Compared to some years, we had it hard.

Compared to others, we didn’t.

The best thing to do, of course, is not to compare.

“Comparison is the thief of joy,” proclaimed Theodore Roosevelt. Well, Roosevelt’s words are generally accurate, but I can think of an exception to his proclamation! With the creation of his Julian calendar, to realign the Roman calendar with the sun, Julius Caesar had to add 90 extra days to the year 46 BC. We can be happy that we are not adding any days to 2020 past our usual 365!

The Italian doctor, Aloysius Lilius, developer of the Gregorian calendar introduced by Pope Gregory XIII, manipulated the Julian calendar, which was off due to a miscalculation by Caesar.

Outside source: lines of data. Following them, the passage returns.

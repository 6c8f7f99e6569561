//! Request-rate limiting shared by all workers
//!
//! Each request holds one permit until its window elapses, so at most
//! `requests_per_window` requests start within any window regardless of
//! how many devices are being fetched concurrently.

use std::sync::Arc;
use std::time::Duration;
use tokio::sync::Semaphore;
use tokio::time::sleep;

/// Default request budget per window
pub const DEFAULT_REQUESTS_PER_WINDOW: usize = 600;

/// Default rate limit window
pub const DEFAULT_WINDOW: Duration = Duration::from_secs(60);

/// Sliding request quota for the metering API
#[derive(Clone, Debug)]
pub struct RateLimiter {
    permits: Arc<Semaphore>,
    requests_per_window: usize,
    window: Duration,
}

impl Default for RateLimiter {
    fn default() -> Self {
        Self::new(DEFAULT_REQUESTS_PER_WINDOW, DEFAULT_WINDOW)
    }
}

impl RateLimiter {
    /// Allow `requests_per_window` request starts per `window`
    ///
    /// A zero budget is raised to one so acquisition can always progress.
    pub fn new(requests_per_window: usize, window: Duration) -> Self {
        let requests_per_window = requests_per_window.max(1);
        Self {
            permits: Arc::new(Semaphore::new(requests_per_window)),
            requests_per_window,
            window,
        }
    }

    /// Requests allowed per window
    pub fn requests_per_window(&self) -> usize {
        self.requests_per_window
    }

    /// Window length
    pub fn window(&self) -> Duration {
        self.window
    }

    /// Request starts still available in the current window
    pub fn available(&self) -> usize {
        self.permits.available_permits()
    }

    /// Wait for a slot in the window, then claim it
    ///
    /// The slot is released `window` after it was claimed.
    pub async fn acquire(&self) -> Result<(), RateLimitError> {
        let permit = self
            .permits
            .clone()
            .acquire_owned()
            .await
            .map_err(|_| RateLimitError::Closed)?;

        let window = self.window;
        tokio::spawn(async move {
            sleep(window).await;
            drop(permit);
        });

        Ok(())
    }
}

/// Rate limiter errors
#[derive(Debug, thiserror::Error)]
pub enum RateLimitError {
    /// The limiter's semaphore was closed while waiting
    #[error("rate limiter closed")]
    Closed,
}
//! CSV output writer implementation

use chrono::SecondsFormat;
use csv::Writer;
use serde::Serialize;
use std::fs::File;
use std::io::BufWriter;
use std::marker::PhantomData;
use std::path::Path;
use tracing::{debug, info};

use super::{DatasetWriter, FindingsWriter, OutputError, OutputResult, OutputWriter};
use crate::analysis::{FindingsRow, MetricColumns};
use crate::dataset::{AggregatedDataset, DatasetRow};

const DEFAULT_BUFFER_SIZE: usize = 8192; // 8KB buffer

/// Flush every N rows
const FLUSH_INTERVAL: u64 = 1_000;

/// CSV record for one dataset row
#[derive(Debug, Serialize)]
struct DatasetRecord<'a> {
    client_name: &'a str,
    device_id: u64,
    device_name: &'a str,
    param_key: &'a str,
    timestamp: String,
    value: Option<f64>,
}

impl<'a> From<&DatasetRow<'a>> for DatasetRecord<'a> {
    fn from(row: &DatasetRow<'a>) -> Self {
        Self {
            client_name: row.client_name.unwrap_or_default(),
            device_id: row.device_id,
            device_name: row.device_name,
            param_key: row.parameter,
            timestamp: row.timestamp.to_rfc3339_opts(SecondsFormat::Secs, true),
            value: row.value,
        }
    }
}

fn open_csv(path: &Path, buffer_size: usize) -> OutputResult<Writer<BufWriter<File>>> {
    info!("Creating CSV writer: path={}", path.display());

    if let Some(parent) = path.parent() {
        if !parent.as_os_str().is_empty() {
            std::fs::create_dir_all(parent)
                .map_err(|e| OutputError::IoError(format!("Failed to create directory: {e}")))?;
        }
    }

    let file = File::create(path)
        .map_err(|e| OutputError::IoError(format!("Failed to create file: {e}")))?;

    Ok(Writer::from_writer(BufWriter::with_capacity(buffer_size, file)))
}

fn finish(mut writer: Writer<BufWriter<File>>) -> OutputResult<()> {
    writer
        .flush()
        .map_err(|e| OutputError::FlushError(format!("Failed to flush: {e}")))?;

    let buf_writer = writer
        .into_inner()
        .map_err(|e| OutputError::IoError(format!("Failed to get inner writer: {e}")))?;

    let file = buf_writer
        .into_inner()
        .map_err(|e| OutputError::IoError(format!("Failed to get file handle: {e}")))?;

    file.sync_all()
        .map_err(|e| OutputError::IoError(format!("Failed to sync file: {e}")))
}

/// CSV writer for the flattened dataset
///
/// Columns: `client_name, device_id, device_name, param_key, timestamp, value`.
/// Absent values are written as empty cells.
pub struct CsvDatasetWriter {
    writer: Writer<BufWriter<File>>,
    rows_written: u64,
}

impl CsvDatasetWriter {
    /// Create a new dataset writer
    ///
    /// # Arguments
    /// * `path` - Output file path; parent directories are created
    pub fn new<P: AsRef<Path>>(path: P) -> OutputResult<Self> {
        Ok(Self {
            writer: open_csv(path.as_ref(), DEFAULT_BUFFER_SIZE)?,
            rows_written: 0,
        })
    }

    /// Rows written so far
    pub fn rows_written(&self) -> u64 {
        self.rows_written
    }
}

impl DatasetWriter for CsvDatasetWriter {
    fn write_dataset(&mut self, dataset: &AggregatedDataset) -> OutputResult<u64> {
        let before = self.rows_written;
        for row in dataset.rows() {
            self.writer
                .serialize(DatasetRecord::from(&row))
                .map_err(|e| OutputError::CsvError(format!("Failed to write row: {e}")))?;
            self.rows_written += 1;

            if self.rows_written % FLUSH_INTERVAL == 0 {
                self.flush()?;
                debug!("Progress: {} rows written", self.rows_written);
            }
        }
        Ok(self.rows_written - before)
    }
}

impl OutputWriter for CsvDatasetWriter {
    fn flush(&mut self) -> OutputResult<()> {
        self.writer
            .flush()
            .map_err(|e| OutputError::FlushError(format!("Failed to flush: {e}")))
    }

    fn close(self) -> OutputResult<()> {
        debug!("Closing CSV writer: {} total rows written", self.rows_written);
        finish(self.writer)?;
        info!("Dataset CSV closed: {} rows written", self.rows_written);
        Ok(())
    }
}

/// Common columns preceding the metric columns
const FINDINGS_LEADING_COLUMNS: [&str; 4] = ["device_id", "device_name", "param_key", "period"];

/// Common columns following the metric columns
const FINDINGS_TRAILING_COLUMNS: [&str; 2] = ["flagged", "reason"];

/// CSV writer for a findings table with pass-specific metric columns
pub struct CsvFindingsWriter<M: MetricColumns> {
    writer: Writer<BufWriter<File>>,
    rows_written: u64,
    _metrics: PhantomData<M>,
}

impl<M: MetricColumns> CsvFindingsWriter<M> {
    /// Create a findings writer and write the header row
    pub fn new<P: AsRef<Path>>(path: P) -> OutputResult<Self> {
        let mut writer = open_csv(path.as_ref(), DEFAULT_BUFFER_SIZE)?;
        let header: Vec<&str> = FINDINGS_LEADING_COLUMNS
            .iter()
            .chain(M::headers())
            .chain(FINDINGS_TRAILING_COLUMNS.iter())
            .copied()
            .collect();
        writer
            .write_record(&header)
            .map_err(|e| OutputError::CsvError(format!("Failed to write header: {e}")))?;

        Ok(Self {
            writer,
            rows_written: 0,
            _metrics: PhantomData,
        })
    }

    /// Rows written so far
    pub fn rows_written(&self) -> u64 {
        self.rows_written
    }
}

impl<M: MetricColumns> FindingsWriter<M> for CsvFindingsWriter<M> {
    fn write_row(&mut self, row: &FindingsRow<M>) -> OutputResult<()> {
        let metrics = match &row.metrics {
            Some(metrics) => metrics.values(),
            None => vec![String::new(); M::headers().len()],
        };

        let mut record = Vec::with_capacity(FINDINGS_LEADING_COLUMNS.len() + metrics.len() + 2);
        record.push(row.device_id.to_string());
        record.push(row.name.clone());
        record.push(row.parameter.clone());
        record.push(row.period.clone());
        record.extend(metrics);
        record.push(row.flagged.to_string());
        record.push(row.reason.clone());

        self.writer
            .write_record(&record)
            .map_err(|e| OutputError::CsvError(format!("Failed to write findings row: {e}")))?;
        self.rows_written += 1;
        Ok(())
    }
}

impl<M: MetricColumns> OutputWriter for CsvFindingsWriter<M> {
    fn flush(&mut self) -> OutputResult<()> {
        self.writer
            .flush()
            .map_err(|e| OutputError::FlushError(format!("Failed to flush: {e}")))
    }

    fn close(self) -> OutputResult<()> {
        finish(self.writer)?;
        info!("Findings CSV closed: {} rows written", self.rows_written);
        Ok(())
    }
}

However, he was still off by 26 seconds. Each year since 1582, a discrepancy of several hours has occurred. Think of that when you’re celebrating New Year’s Eve. By the year 4049, the Gregorian calendar will be a full day ahead of the solar year.

The COVID-19 outbreak wrought much disruption.

Our ancestors also had years of upheaval with famine, plagues, and wars. So when we talk about returning to normal, maybe we should consider there is no normal. We are continually acquainting ourselves with change and new opportunities. We have no guarantees that today will be better or worse than yesterday.

Perhaps, the “new normal” is that we will be more comfortable with the unfamiliar.

Look for the helpers, suggested Mister Rogers.

2020 witnessed the power of people to help each other. Against all odds, people have willingly stepped up to take action to make the world a better place. Humanity has more work to do to connect compassionately and equitably.

I can only imagine and trust that we have set the tone for the coming year and will continue to persevere in our quest to be better humans.